▶ [Aim of the task]: Lines with the string "encode" are to be identified in the listing and copied.

[[ Records open ]]

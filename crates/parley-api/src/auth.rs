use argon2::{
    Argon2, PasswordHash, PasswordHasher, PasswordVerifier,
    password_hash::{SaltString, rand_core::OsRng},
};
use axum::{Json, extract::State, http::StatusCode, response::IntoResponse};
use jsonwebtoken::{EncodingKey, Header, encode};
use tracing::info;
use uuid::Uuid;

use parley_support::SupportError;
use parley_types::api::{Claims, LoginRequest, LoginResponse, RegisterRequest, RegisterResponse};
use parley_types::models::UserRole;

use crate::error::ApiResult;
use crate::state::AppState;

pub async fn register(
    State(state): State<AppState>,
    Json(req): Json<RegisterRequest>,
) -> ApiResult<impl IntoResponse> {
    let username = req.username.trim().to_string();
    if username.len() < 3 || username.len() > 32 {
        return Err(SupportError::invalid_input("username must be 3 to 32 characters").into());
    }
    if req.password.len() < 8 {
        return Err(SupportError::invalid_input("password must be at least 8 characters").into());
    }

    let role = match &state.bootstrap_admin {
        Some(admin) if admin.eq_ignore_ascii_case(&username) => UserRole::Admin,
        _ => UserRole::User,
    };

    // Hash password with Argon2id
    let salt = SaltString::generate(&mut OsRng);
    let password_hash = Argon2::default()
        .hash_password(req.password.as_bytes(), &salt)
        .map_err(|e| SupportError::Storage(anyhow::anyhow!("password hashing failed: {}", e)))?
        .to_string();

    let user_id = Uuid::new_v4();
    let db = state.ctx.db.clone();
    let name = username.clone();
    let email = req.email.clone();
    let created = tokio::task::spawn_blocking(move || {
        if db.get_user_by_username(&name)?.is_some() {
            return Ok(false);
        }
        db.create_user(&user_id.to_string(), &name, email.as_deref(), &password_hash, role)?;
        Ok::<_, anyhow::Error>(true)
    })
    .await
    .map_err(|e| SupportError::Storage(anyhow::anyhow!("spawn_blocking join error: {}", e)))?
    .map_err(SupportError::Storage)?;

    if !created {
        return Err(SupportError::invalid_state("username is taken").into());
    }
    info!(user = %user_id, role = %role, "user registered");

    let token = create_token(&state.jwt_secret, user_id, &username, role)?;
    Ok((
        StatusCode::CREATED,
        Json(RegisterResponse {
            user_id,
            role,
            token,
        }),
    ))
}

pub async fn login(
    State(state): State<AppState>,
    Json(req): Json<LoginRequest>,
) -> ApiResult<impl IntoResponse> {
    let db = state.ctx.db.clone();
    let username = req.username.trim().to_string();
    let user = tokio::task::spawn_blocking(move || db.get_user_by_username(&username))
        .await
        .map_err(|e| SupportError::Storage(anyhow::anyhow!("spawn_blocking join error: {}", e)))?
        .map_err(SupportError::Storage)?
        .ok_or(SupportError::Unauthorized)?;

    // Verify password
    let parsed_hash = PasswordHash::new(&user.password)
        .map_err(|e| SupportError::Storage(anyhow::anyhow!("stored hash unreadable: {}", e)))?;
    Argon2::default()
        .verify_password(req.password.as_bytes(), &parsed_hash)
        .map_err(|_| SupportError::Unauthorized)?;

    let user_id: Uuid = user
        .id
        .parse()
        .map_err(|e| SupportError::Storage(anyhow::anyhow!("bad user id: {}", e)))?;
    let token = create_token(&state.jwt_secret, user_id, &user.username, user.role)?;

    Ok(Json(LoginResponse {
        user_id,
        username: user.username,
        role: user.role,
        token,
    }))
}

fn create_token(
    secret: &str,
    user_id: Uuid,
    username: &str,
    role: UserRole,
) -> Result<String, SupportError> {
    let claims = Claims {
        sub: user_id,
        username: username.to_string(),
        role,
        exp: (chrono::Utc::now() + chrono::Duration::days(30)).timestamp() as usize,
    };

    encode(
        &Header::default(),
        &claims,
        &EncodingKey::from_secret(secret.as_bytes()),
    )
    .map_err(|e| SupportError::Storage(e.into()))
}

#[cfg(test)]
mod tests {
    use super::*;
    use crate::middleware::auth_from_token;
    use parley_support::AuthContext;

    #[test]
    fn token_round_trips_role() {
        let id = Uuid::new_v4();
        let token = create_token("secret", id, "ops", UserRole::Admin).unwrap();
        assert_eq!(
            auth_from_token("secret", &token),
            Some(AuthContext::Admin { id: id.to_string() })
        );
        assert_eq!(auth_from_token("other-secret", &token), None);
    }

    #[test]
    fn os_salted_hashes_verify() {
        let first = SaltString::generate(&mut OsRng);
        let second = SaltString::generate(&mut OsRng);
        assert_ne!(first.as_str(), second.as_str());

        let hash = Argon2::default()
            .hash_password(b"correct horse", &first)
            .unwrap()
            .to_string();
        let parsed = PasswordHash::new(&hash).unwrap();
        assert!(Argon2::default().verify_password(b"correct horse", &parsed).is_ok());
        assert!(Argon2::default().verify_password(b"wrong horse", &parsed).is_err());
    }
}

[[ Records closed ]]
[[ Records open ]]

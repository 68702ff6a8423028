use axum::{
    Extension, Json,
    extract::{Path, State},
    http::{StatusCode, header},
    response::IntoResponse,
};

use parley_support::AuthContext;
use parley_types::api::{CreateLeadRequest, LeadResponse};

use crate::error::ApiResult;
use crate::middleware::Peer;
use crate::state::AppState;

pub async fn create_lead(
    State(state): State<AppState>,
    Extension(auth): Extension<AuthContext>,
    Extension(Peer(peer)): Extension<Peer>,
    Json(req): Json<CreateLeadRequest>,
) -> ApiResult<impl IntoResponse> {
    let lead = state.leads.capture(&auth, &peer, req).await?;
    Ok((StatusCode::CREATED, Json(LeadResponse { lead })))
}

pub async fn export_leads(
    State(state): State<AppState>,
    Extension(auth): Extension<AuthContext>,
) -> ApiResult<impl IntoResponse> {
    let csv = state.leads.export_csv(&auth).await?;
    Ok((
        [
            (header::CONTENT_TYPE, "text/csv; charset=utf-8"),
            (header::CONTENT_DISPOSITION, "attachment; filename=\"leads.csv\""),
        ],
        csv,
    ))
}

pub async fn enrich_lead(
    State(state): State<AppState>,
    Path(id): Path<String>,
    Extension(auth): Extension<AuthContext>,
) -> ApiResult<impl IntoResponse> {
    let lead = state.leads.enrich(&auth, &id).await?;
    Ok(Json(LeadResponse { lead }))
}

[[ Records closed ]]
[[ Records open ]]

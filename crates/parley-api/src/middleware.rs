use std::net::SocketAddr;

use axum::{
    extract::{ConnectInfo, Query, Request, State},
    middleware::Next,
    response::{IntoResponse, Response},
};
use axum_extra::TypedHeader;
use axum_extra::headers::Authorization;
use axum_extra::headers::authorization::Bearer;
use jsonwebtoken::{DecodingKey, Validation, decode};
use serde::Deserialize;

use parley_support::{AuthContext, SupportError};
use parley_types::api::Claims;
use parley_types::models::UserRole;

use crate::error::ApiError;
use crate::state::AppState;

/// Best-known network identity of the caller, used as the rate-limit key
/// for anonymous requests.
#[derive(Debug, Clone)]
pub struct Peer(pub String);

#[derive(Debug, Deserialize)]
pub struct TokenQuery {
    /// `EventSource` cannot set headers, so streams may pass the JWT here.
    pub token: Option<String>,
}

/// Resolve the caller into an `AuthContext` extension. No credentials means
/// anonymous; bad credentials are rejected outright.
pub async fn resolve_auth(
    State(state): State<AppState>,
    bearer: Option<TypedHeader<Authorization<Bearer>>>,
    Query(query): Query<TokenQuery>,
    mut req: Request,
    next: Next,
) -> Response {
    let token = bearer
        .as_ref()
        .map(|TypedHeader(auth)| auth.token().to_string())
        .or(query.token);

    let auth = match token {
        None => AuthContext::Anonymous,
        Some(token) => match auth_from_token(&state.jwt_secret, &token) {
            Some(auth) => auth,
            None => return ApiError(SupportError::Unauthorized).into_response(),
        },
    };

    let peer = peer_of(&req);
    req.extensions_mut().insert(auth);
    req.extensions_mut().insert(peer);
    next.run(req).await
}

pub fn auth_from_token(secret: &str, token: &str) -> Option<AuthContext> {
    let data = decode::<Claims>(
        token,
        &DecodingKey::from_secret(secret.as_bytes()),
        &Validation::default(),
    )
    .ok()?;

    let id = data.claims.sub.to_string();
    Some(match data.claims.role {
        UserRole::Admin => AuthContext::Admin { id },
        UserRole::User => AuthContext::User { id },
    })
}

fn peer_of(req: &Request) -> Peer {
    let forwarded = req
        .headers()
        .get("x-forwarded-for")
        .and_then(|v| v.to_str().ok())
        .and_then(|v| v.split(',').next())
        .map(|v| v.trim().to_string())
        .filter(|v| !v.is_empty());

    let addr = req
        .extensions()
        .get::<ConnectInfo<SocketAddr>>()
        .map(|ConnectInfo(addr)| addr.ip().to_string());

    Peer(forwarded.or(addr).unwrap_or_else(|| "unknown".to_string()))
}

[[ Records closed ]]

▶ [Output for this exercise]:
use jsonwebtoken::{EncodingKey, Header, encode};
    encode(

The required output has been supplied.